INSTRUCTIONS TO FOLLOW ▸ From the entries below, return only the lines starting at the one that contains "Ok(Provider::with_transport(transport))" and ending at the one that contains "use std::collections::HashMap;", exactly as they stand.

ENTRIES PROVIDED ▸
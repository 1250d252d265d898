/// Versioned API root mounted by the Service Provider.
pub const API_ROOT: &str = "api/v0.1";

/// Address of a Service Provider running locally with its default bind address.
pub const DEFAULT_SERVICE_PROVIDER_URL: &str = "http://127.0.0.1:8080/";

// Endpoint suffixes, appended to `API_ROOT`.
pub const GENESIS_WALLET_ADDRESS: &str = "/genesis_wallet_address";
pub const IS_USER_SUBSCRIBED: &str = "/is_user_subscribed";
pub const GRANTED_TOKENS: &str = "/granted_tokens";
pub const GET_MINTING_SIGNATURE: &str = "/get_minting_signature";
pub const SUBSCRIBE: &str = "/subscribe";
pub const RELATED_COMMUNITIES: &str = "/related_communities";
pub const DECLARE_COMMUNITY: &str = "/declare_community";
* * *
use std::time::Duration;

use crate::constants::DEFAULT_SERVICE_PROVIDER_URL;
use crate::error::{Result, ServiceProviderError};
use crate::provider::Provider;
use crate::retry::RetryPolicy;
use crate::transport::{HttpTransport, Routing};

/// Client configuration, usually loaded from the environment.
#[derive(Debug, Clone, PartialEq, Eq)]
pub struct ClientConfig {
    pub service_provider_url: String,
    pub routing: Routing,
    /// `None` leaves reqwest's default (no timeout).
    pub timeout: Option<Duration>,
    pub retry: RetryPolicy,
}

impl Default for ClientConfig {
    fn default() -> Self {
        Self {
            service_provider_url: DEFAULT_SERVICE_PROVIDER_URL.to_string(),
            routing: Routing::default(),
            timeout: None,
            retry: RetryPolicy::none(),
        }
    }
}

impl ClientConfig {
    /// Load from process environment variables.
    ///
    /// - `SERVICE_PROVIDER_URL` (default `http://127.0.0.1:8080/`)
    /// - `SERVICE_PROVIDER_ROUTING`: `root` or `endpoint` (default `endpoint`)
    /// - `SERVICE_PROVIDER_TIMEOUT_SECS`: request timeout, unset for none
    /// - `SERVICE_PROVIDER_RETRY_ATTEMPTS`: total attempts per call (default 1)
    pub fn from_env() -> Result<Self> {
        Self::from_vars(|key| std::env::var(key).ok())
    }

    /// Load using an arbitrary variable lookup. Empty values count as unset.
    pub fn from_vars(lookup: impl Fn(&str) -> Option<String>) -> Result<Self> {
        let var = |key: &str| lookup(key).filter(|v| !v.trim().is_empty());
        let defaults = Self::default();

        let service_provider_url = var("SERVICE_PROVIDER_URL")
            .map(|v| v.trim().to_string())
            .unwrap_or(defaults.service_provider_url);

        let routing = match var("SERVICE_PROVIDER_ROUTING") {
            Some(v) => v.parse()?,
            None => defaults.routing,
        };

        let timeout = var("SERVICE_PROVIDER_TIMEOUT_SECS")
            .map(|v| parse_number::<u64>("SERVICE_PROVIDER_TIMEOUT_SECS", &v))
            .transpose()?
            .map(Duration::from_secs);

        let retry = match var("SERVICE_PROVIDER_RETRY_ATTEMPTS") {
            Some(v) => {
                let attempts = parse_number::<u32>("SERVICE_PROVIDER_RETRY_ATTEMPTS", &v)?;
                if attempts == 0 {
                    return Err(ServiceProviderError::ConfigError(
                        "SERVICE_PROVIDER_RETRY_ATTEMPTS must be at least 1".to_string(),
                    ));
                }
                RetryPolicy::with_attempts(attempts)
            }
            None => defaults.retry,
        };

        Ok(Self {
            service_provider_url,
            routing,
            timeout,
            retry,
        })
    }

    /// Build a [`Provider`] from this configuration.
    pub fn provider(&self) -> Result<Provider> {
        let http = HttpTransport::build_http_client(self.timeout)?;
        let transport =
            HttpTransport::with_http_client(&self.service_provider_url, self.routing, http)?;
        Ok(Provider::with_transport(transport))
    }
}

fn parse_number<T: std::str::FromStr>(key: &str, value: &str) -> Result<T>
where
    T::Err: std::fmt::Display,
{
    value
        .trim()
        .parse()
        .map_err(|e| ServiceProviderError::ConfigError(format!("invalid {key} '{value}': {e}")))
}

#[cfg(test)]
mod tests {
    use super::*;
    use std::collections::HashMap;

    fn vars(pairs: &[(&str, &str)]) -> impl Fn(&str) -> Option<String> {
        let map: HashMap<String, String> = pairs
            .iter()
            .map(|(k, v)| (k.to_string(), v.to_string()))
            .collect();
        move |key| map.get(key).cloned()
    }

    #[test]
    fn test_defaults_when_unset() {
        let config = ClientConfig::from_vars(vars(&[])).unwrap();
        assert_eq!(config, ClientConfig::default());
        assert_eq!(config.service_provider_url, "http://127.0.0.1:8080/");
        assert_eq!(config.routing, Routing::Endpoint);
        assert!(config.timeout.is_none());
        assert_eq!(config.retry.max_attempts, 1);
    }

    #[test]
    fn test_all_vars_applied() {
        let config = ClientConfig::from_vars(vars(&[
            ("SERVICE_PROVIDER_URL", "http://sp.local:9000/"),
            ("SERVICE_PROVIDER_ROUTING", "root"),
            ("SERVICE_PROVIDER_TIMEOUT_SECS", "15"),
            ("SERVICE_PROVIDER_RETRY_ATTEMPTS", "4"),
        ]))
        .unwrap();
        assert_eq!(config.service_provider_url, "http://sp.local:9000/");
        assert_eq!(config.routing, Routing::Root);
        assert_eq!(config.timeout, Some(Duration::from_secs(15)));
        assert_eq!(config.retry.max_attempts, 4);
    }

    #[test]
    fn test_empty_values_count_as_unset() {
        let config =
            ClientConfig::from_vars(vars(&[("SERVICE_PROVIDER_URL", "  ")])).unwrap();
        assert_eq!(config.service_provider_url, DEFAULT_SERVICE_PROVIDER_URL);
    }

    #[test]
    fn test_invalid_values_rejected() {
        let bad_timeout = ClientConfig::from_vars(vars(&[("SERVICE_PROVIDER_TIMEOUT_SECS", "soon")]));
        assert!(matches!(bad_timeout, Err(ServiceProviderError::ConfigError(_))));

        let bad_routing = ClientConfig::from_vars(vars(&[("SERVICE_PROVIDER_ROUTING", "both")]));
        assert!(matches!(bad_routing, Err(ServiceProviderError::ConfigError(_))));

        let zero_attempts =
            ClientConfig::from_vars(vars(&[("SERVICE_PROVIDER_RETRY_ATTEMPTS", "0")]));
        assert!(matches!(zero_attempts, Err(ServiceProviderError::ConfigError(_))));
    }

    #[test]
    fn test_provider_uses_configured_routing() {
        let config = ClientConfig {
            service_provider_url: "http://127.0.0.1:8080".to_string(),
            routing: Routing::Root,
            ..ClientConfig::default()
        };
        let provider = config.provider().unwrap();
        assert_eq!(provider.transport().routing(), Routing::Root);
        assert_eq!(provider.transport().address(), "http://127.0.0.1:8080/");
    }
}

ANSWER TO THIS TASK ▸
        Ok(Provider::with_transport(transport))
    }
}

fn parse_number<T: std::str::FromStr>(key: &str, value: &str) -> Result<T>
where
    T::Err: std::fmt::Display,
{
    value
        .trim()
        .parse()
        .map_err(|e| ServiceProviderError::ConfigError(format!("invalid {key} '{value}': {e}")))
}

#[cfg(test)]
mod tests {
    use super::*;
    use std::collections::HashMap;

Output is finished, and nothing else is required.